Tom Bunn: Fantastic. We have just a couple minutes left. If there are any questions, feel free to type ’em in. But curious in the few minutes remaining from each of you, what is the single most important thing somebody can do perhaps today to, take a, small step towards, metabolic fitness and metabolic health?

What’s, the number one thing you’d recommend?

Sara Gottfried: I would say for easy. Sorry, mark. For easy, I would say intermittent fasting. 98% of my patients can do it. Start with an eating window of 14 hours overnight. Less easy is keto a ketogenic diet, a well formulated ketogenic diet, but easy is definitely intermittent fasting.

Sorry, mark.

Mark Cucuzzell: Oh no, Ladies first. Here I actually drew this thing. It’s a little white paper, optimum health and disease. So I think the most important thing you can figure out for yourself is where are you on that scale and self quantify if you’re not in optimal health, that’s why seeing someone like Sarah, if you were a, patient, she would take probably two hours with you and help you figure out what your issues are.

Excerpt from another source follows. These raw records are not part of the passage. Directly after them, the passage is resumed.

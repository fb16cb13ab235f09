//! Headless presentation surface that reports through `tracing`.

use sub_hunter_core::scope::{DrawItem, DrawPrimitive, Hud};
use sub_hunter_core::{AudioCue, PresentationSurface, SurfaceError};
use tracing::{debug, info, trace};

/// Counts what would have been drawn and logs sounds and HUD changes.
#[derive(Debug, Default)]
pub struct LoggingSurface {
    /// Primitives received since start.
    pub primitives: usize,
    /// Sounds played since start.
    pub cues: usize,
    /// Set once the session has been closed.
    pub closed: bool,
    last_hud: Option<String>,
}

impl LoggingSurface {
    /// Creates a fresh surface.
    pub fn new() -> Self {
        Self::default()
    }
}

impl PresentationSurface for LoggingSurface {
    fn draw(&mut self, item: &DrawItem) -> Result<(), SurfaceError> {
        if self.closed {
            return Err(SurfaceError::Closed);
        }
        self.primitives += 1;
        if let DrawPrimitive::Banner { text } = &item.primitive {
            debug!(%text, "banner");
        } else {
            trace!(entity = ?item.entity, primitive = ?item.primitive, "draw");
        }
        Ok(())
    }

    fn hud(&mut self, hud: &Hud) -> Result<(), SurfaceError> {
        if self.closed {
            return Err(SurfaceError::Closed);
        }
        let text = hud.to_string();
        if self.last_hud.as_deref() != Some(text.as_str()) {
            debug!(torpedo = %hud.torpedo, "{}", text.replace('\n', " "));
            self.last_hud = Some(text);
        }
        Ok(())
    }

    fn play(&mut self, cue: AudioCue) {
        self.cues += 1;
        info!(%cue, "sound");
    }

    fn close(&mut self) {
        if !self.closed {
            info!("surface closed");
        }
        self.closed = true;
    }
}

Most people I see have no idea that they’re even pre-diabetic so they, don’t even know what they have, so they can’t even begin to help themselves. Talked to a clinician that actually understands prevention and metabolic health. What’s your scorecard? And not just the five markers, right?

That’s disease, we wanna catch it early. So just figure out where you are and what your levers are to get better in your life. It’s gotta fit within in your life. Most of us are busy and budgets we, have to deal with, the financials of affordable food. Absolutely.

Thank

Tom Bunn: you.

Casey Means: I would echo both of those wholeheartedly. And building off of what Dr. Mark said almost everyone has a cholesterol panel. A lot of us don’t have a fasting insulin test, which ideally all doctors would order, but we all have a cholesterol panel. So even just looking at something like our, just calculating from our last cholesterol test our triglyceride to H D L ratio, which can be a signal Directionally of whether we are insulin resistant and look to see what that is.

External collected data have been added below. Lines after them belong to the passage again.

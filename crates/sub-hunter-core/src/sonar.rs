//! Active sonar: revealing enemies with the player's expanding pulse.
//!
//! Contacts are revealed by a sweep that runs after every entity has been
//! updated. An enemy is revealed when it lies within both the pulse's
//! detection radius and the scope radius. A newly revealed enemy gets a
//! fresh display jitter and raises [`Event::ContactPinged`]. Revealed flags
//! are cleared at the start of a tick whenever the pulse is idle or has
//! just been triggered.
//!
//! After the player has been destroyed every enemy is forced visible.

use glam::Vec2;
use rand::{Rng, RngCore};
use tracing::trace;

use crate::arena::Arena;
use crate::config::SimConfig;
use crate::entity::{Entity, EntityId};
use crate::math::distance;
use crate::output::Event;

/// Speed at which an unrevealed contact's blur vanishes and its jitter stops.
pub const CONTACT_SPEED_CEILING: f32 = 40.0;

/// Jitter is drawn in units of this many world units.
pub const JITTER_SCALE: f32 = 3.0;

/// Draws a random display offset for an unrevealed contact.
///
/// Slower contacts jitter more. Each axis is an integer in
/// `[-(40 - speed), 40 - speed]` scaled by three; at or above the speed
/// ceiling there is no jitter.
#[allow(clippy::cast_possible_truncation, clippy::cast_precision_loss)]
pub fn jitter_offset(rng: &mut dyn RngCore, speed: f32) -> Vec2 {
    let span = (CONTACT_SPEED_CEILING as i32 - speed as i32).max(0);
    let x: i32 = rng.gen_range(-span..=span);
    let y: i32 = rng.gen_range(-span..=span);
    Vec2::new(x as f32, y as f32) * JITTER_SCALE
}

/// Clears every enemy's revealed flag if the player's pulse is idle or new.
pub fn reset_contacts(arena: &mut Arena, player: EntityId) {
    let idle = arena
        .get(player)
        .and_then(Entity::as_player)
        .is_some_and(|p| p.ping_time <= 1);
    if !idle {
        return;
    }
    for entity in arena.entities_sorted_mut() {
        if let Some(enemy) = entity.as_enemy_mut() {
            enemy.pinged = false;
        }
    }
}

/// Reveals enemies touched by the pulse and returns the resulting events.
pub fn sweep(
    arena: &mut Arena,
    player: EntityId,
    config: &SimConfig,
    rng: &mut dyn RngCore,
) -> Vec<Event> {
    let Some(ship) = arena.get_live(player) else {
        return Vec::new();
    };
    let Some(components) = ship.as_player() else {
        return Vec::new();
    };
    let origin = ship.position();
    let destroyed = components.explosion_time.is_some();
    let reach = config.ping.detection_radius(components.ping_time);

    let mut events = Vec::new();
    let live: Vec<EntityId> = arena.live_entities().map(Entity::id).collect();
    for id in live {
        let Some(entity) = arena.get_mut(id) else {
            continue;
        };
        let range = distance(origin, entity.position());
        let speed = entity.kinematics().speed;
        let Some(enemy) = entity.as_enemy_mut() else {
            continue;
        };
        if destroyed {
            enemy.pinged = true;
            continue;
        }
        if enemy.pinged || range > reach || range >= config.scope_radius {
            continue;
        }
        enemy.pinged = true;
        enemy.offset = jitter_offset(rng, speed);
        trace!(enemy = %id, range, "contact pinged");
        events.push(Event::ContactPinged { enemy: id });
    }
    events
}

Ideally less than one, a ratio would be great. But as you’re creeping up two to one, three to one, four to one, you start recognizing that there may be something happening with insulin resistance. So that’s a really simple way for you yourself today to take a look. There’s actually a blog post that we put together that includes a lot of Dr.

Gottfried’s input called the Ultimate gl the Ultimate Guide to Understanding Your cholesterol test. So that’s on the Levels blog, and it’s just can walk you through exactly how to look at your cholesterol panel and understand your level of metabolic health from it in a more nuanced way than what you might get from your doctor.

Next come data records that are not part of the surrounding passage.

//! Resolvers apply behavior outputs to the arena.
//!
//! Behaviors only see a read-only view of the world; every change that
//! reaches beyond the updating entity is expressed as an [`Output`] and
//! applied here, immediately after the entity that produced it has been
//! put back into the arena.
//!
//! # Routing
//!
//! Each resolver declares which output kinds it handles via
//! [`Resolver::handles()`]. Outputs are filtered by kind and passed to each
//! resolver in registration order. Resolvers skip outputs of their kind that
//! they do not understand.
//!
//! # Available Resolvers
//!
//! - [`DetonationResolver`]: explodes both parties and spawns the marker
//! - [`LifecycleResolver`]: spawns and despawns entities
//! - [`EventResolver`]: forwards events to the tick report

mod detonation;
mod event;
mod lifecycle;

pub use detonation::DetonationResolver;
pub use event::EventResolver;
pub use lifecycle::{compact, LifecycleResolver};

use crate::arena::Arena;
use crate::output::{Event, Output, OutputKind};

/// Applies outputs to the arena.
///
/// # Example
///
/// ```
/// use sub_hunter_core::arena::Arena;
/// use sub_hunter_core::output::{Event, Output, OutputKind};
/// use sub_hunter_core::resolver::Resolver;
///
/// struct CountingResolver;
///
/// impl Resolver for CountingResolver {
///     fn handles(&self) -> &[OutputKind] {
///         &[OutputKind::Command]
///     }
///
///     fn resolve(&self, outputs: &[&Output], _arena: &mut Arena, _events: &mut Vec<Event>) {
///         assert!(outputs.iter().all(|o| o.kind() == OutputKind::Command));
///     }
/// }
/// ```
pub trait Resolver: Send + Sync {
    /// Returns the output kinds this resolver handles.
    fn handles(&self) -> &[OutputKind];

    /// Applies `outputs` to `arena`, appending any resulting events.
    ///
    /// Must be deterministic given the same arena and output order.
    fn resolve(&self, outputs: &[&Output], arena: &mut Arena, events: &mut Vec<Event>);
}

/// Returns the stock resolvers in application order.
#[must_use]
pub fn default_resolvers() -> Vec<Box<dyn Resolver>> {
    vec![
        Box::new(DetonationResolver),
        Box::new(LifecycleResolver),
        Box::new(EventResolver),
    ]
}

/// Routes `outputs` through `resolvers` by kind.
pub fn apply(
    resolvers: &[Box<dyn Resolver>],
    outputs: &[Output],
    arena: &mut Arena,
    events: &mut Vec<Event>,
) {
    if outputs.is_empty() {
        return;
    }
    for resolver in resolvers {
        let handles = resolver.handles();
        let routed: Vec<&Output> = outputs
            .iter()
            .filter(|o| handles.contains(&o.kind()))
            .collect();
        if !routed.is_empty() {
            resolver.resolve(&routed, arena, events);
        }
    }
}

So that’s one thing. And then I think for a practical tip, I would just say the biggest thing we can do is eliminate excess refined carbohydrates and, sugars and eat more whole real colorful food.

Tom Bunn: Awesome. Thank you all. Please join me in a big virtual round of applause for Dr.

Godfried means Cella. Thanks so much for, joining us today. Go check them out. They’re, prolific on social media. Go read their books. They’re digital or for purchase. Really cool stuff. And again, thank you all for for, joining us this morning. It’s been great.

And to those in attendance, thank you for for participating. As a reminder, we host these. Deep dives once a month. We alternate between topics in food and health and agriculture. Next month my colleague David Yoakum will be presenting on the future of cheese be it from a animal or otherwise.

So hope to see you soon and hope everyone has a great day and, happy holidays. Thank you all.